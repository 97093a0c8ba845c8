//! Built-in recovery strategies
//!
//! | priority | strategy               | applies to                               |
//! |----------|------------------------|------------------------------------------|
//! | 1        | `retry-with-backoff`   | any failure, retries left                 |
//! | 2        | `fallback-provider`    | transient failures, fallback enabled      |
//! | 3        | `simplify-input`       | complexity failures                       |
//! | 4        | `use-cache`            | any failure with a cached outcome         |
//! | 5        | `emergency-escalation` | critical failures                         |

use super::{RecoveryContext, RecoveryStrategy};
use crate::domain_services::emergency::EmergencyState;
use crate::domain_services::gateway::ExecutionGateway;
use crate::domain_services::outcome_cache::OutcomeCache;
use crate::domain_services::selector::ProviderSelector;
use acey_domain::constants::{SIMPLIFY_MAX_ENTRIES, SIMPLIFY_MAX_STRING_CHARS};
use acey_domain::value_objects::{Outcome, RecoveryAttempt};
use async_trait::async_trait;
use serde_json::{Value, json};
use std::collections::BTreeSet;
use std::sync::Arc;
use std::time::{Duration, Instant};
use tracing::{debug, warn};

fn elapsed_ms(started: Instant) -> u64 {
    u64::try_from(started.elapsed().as_millis()).unwrap_or(u64::MAX)
}

/// Delay before retry number `attempt` (zero-based): `min(base * 2^attempt, max)`
pub fn backoff_delay(attempt: u32, base_ms: u64, max_ms: u64) -> Duration {
    let factor = 1_u64.checked_shl(attempt).unwrap_or(u64::MAX);
    Duration::from_millis(base_ms.saturating_mul(factor).min(max_ms))
}

/// Shrink a payload: long strings are cut, objects and arrays keep their
/// first few entries, everything else is left alone
///
/// Objects are `serde_json` maps sorted by key, so "first" means the
/// alphabetically smallest keys, not insertion order.
pub fn simplify_payload(payload: &Value) -> Value {
    match payload {
        Value::String(s) => Value::String(s.chars().take(SIMPLIFY_MAX_STRING_CHARS).collect()),
        Value::Object(map) => Value::Object(
            map.iter()
                .take(SIMPLIFY_MAX_ENTRIES)
                .map(|(k, v)| (k.clone(), v.clone()))
                .collect(),
        ),
        Value::Array(items) => {
            Value::Array(items.iter().take(SIMPLIFY_MAX_ENTRIES).cloned().collect())
        }
        other => other.clone(),
    }
}

// ---------------------------------------------------------------------------

/// Re-run the request on the same provider with exponential backoff
pub struct RetryWithBackoff {
    gateway: Arc<ExecutionGateway>,
    max_retries: u32,
    base_backoff_ms: u64,
    max_backoff_ms: u64,
}

impl RetryWithBackoff {
    /// Strategy name
    pub const NAME: &'static str = "retry-with-backoff";

    /// Create the strategy
    pub fn new(
        gateway: Arc<ExecutionGateway>,
        max_retries: u32,
        base_backoff_ms: u64,
        max_backoff_ms: u64,
    ) -> Self {
        Self {
            gateway,
            max_retries,
            base_backoff_ms,
            max_backoff_ms,
        }
    }
}

#[async_trait]
impl RecoveryStrategy for RetryWithBackoff {
    fn name(&self) -> &'static str {
        Self::NAME
    }

    fn priority(&self) -> u32 {
        1
    }

    fn matches(&self, _failure: &Outcome, context: &RecoveryContext) -> bool {
        context.previous_attempts < self.max_retries
    }

    async fn apply(&self, failure: &Outcome, context: &RecoveryContext) -> RecoveryAttempt {
        let started = Instant::now();
        let mut last_error = failure.message().to_string();
        let mut used = 0;

        for attempt in context.previous_attempts..self.max_retries {
            let delay = backoff_delay(attempt, self.base_backoff_ms, self.max_backoff_ms);
            debug!(attempt = attempt + 1, delay = ?delay, "Retrying after backoff");
            tokio::time::sleep(delay).await;

            let outcome = self
                .gateway
                .execute(&context.request, &context.provider)
                .await;
            used += 1;
            if outcome.success {
                let payload = outcome.output.clone();
                return RecoveryAttempt::succeeded(Self::NAME, payload, used, elapsed_ms(started))
                    .with_outcome(outcome);
            }
            last_error = outcome.message().to_string();
        }

        RecoveryAttempt::failed(
            Self::NAME,
            format!("retries exhausted after {used} attempt(s): {last_error}"),
            used,
            elapsed_ms(started),
        )
        .with_provider(&context.provider.name)
    }
}

// ---------------------------------------------------------------------------

/// Re-route the request to the next best provider
pub struct FallbackProvider {
    gateway: Arc<ExecutionGateway>,
    selector: Arc<ProviderSelector>,
    enabled: bool,
    max_fallbacks: usize,
}

impl FallbackProvider {
    /// Strategy name
    pub const NAME: &'static str = "fallback-provider";

    /// Create the strategy
    pub fn new(
        gateway: Arc<ExecutionGateway>,
        selector: Arc<ProviderSelector>,
        enabled: bool,
        max_fallbacks: usize,
    ) -> Self {
        Self {
            gateway,
            selector,
            enabled,
            max_fallbacks,
        }
    }
}

#[async_trait]
impl RecoveryStrategy for FallbackProvider {
    fn name(&self) -> &'static str {
        Self::NAME
    }

    fn priority(&self) -> u32 {
        2
    }

    fn matches(&self, failure: &Outcome, _context: &RecoveryContext) -> bool {
        self.enabled && self.max_fallbacks > 0 && failure.is_transient_failure()
    }

    async fn apply(&self, _failure: &Outcome, context: &RecoveryContext) -> RecoveryAttempt {
        let started = Instant::now();
        let mut excluded = BTreeSet::from([context.provider.name.clone()]);
        let mut used = 0;
        let mut last_error = None;

        for _ in 0..self.max_fallbacks {
            let Some(alternative) = self.selector.select_excluding(&context.request, &excluded)
            else {
                break;
            };
            debug!(provider = %alternative.name, "Falling back to alternative provider");
            let outcome = self.gateway.execute(&context.request, &alternative).await;
            used += 1;
            if outcome.success {
                let payload = outcome.output.clone();
                return RecoveryAttempt::succeeded(Self::NAME, payload, used, elapsed_ms(started))
                    .with_outcome(outcome);
            }
            last_error = Some(format!("{}: {}", alternative.name, outcome.message()));
            excluded.insert(alternative.name);
        }

        let message = last_error.map_or_else(
            || "no alternative provider available".to_string(),
            |e| format!("all fallback providers failed, last: {e}"),
        );
        RecoveryAttempt::failed(Self::NAME, message, used, elapsed_ms(started))
    }
}

// ---------------------------------------------------------------------------

/// Shrink the payload and re-run on the same provider
pub struct SimplifyInput {
    gateway: Arc<ExecutionGateway>,
}

impl SimplifyInput {
    /// Strategy name
    pub const NAME: &'static str = "simplify-input";

    /// Create the strategy
    pub fn new(gateway: Arc<ExecutionGateway>) -> Self {
        Self { gateway }
    }
}

#[async_trait]
impl RecoveryStrategy for SimplifyInput {
    fn name(&self) -> &'static str {
        Self::NAME
    }

    fn priority(&self) -> u32 {
        3
    }

    fn matches(&self, failure: &Outcome, _context: &RecoveryContext) -> bool {
        failure.is_complexity_failure()
    }

    async fn apply(&self, _failure: &Outcome, context: &RecoveryContext) -> RecoveryAttempt {
        let started = Instant::now();
        let simplified = simplify_payload(&context.request.payload);
        if simplified == context.request.payload {
            return RecoveryAttempt::failed(
                Self::NAME,
                "payload cannot be simplified further",
                0,
                elapsed_ms(started),
            );
        }

        let request = context.request.with_payload(simplified);
        let outcome = self.gateway.execute(&request, &context.provider).await;
        if outcome.success {
            let payload = outcome.output.clone();
            return RecoveryAttempt::succeeded(Self::NAME, payload, 1, elapsed_ms(started))
                .with_outcome(outcome);
        }
        RecoveryAttempt::failed(
            Self::NAME,
            format!("simplified request failed: {}", outcome.message()),
            1,
            elapsed_ms(started),
        )
        .with_provider(&context.provider.name)
    }
}

// ---------------------------------------------------------------------------

/// Serve a recent successful outcome for the same skill and action
pub struct UseCache {
    cache: OutcomeCache,
}

impl UseCache {
    /// Strategy name
    pub const NAME: &'static str = "use-cache";

    /// Create the strategy
    pub fn new(cache: OutcomeCache) -> Self {
        Self { cache }
    }
}

#[async_trait]
impl RecoveryStrategy for UseCache {
    fn name(&self) -> &'static str {
        Self::NAME
    }

    fn priority(&self) -> u32 {
        4
    }

    fn matches(&self, _failure: &Outcome, context: &RecoveryContext) -> bool {
        self.cache.contains(&context.request)
    }

    async fn apply(&self, _failure: &Outcome, context: &RecoveryContext) -> RecoveryAttempt {
        let started = Instant::now();
        match self.cache.lookup(&context.request).await {
            Some(cached) => {
                let payload = cached.output.clone();
                RecoveryAttempt::succeeded(Self::NAME, payload, 0, elapsed_ms(started))
                    .with_outcome(cached)
                    .from_cache()
            }
            None => RecoveryAttempt::failed(
                Self::NAME,
                "cached outcome expired",
                0,
                elapsed_ms(started),
            ),
        }
    }
}

// ---------------------------------------------------------------------------

/// Switch the system into emergency mode and return a degraded result
pub struct EmergencyEscalation {
    emergency: Arc<EmergencyState>,
}

impl EmergencyEscalation {
    /// Strategy name
    pub const NAME: &'static str = "emergency-escalation";

    /// Create the strategy
    pub fn new(emergency: Arc<EmergencyState>) -> Self {
        Self { emergency }
    }
}

#[async_trait]
impl RecoveryStrategy for EmergencyEscalation {
    fn name(&self) -> &'static str {
        Self::NAME
    }

    fn priority(&self) -> u32 {
        5
    }

    fn matches(&self, failure: &Outcome, _context: &RecoveryContext) -> bool {
        failure.is_critical_failure()
    }

    async fn apply(&self, failure: &Outcome, context: &RecoveryContext) -> RecoveryAttempt {
        let started = Instant::now();
        let reason = format!(
            "critical {} failure in '{}': {}",
            failure.kind(),
            context.request.skill_name,
            failure.message()
        );
        warn!(reason = %reason, "Escalating to emergency mode");
        self.emergency.activate(reason.clone()).await;

        let payload = json!({
            "mode": "limited_operations",
            "skill": context.request.skill_name,
            "reason": reason,
        });
        RecoveryAttempt::succeeded(Self::NAME, Some(payload), 0, elapsed_ms(started))
    }
}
--------------------
# [TASK TO CARRY OUT]
Begin with the first line of the records and reproduce each line as is, ending with the line that holds "any failure, retries".

# [RESPONSE BELOW]
repository 97093a0c8ba845c8
//! Built-in recovery strategies
//!
//! | priority | strategy               | applies to                               |
//! |----------|------------------------|------------------------------------------|
//! | 1        | `retry-with-backoff`   | any failure, retries left                 |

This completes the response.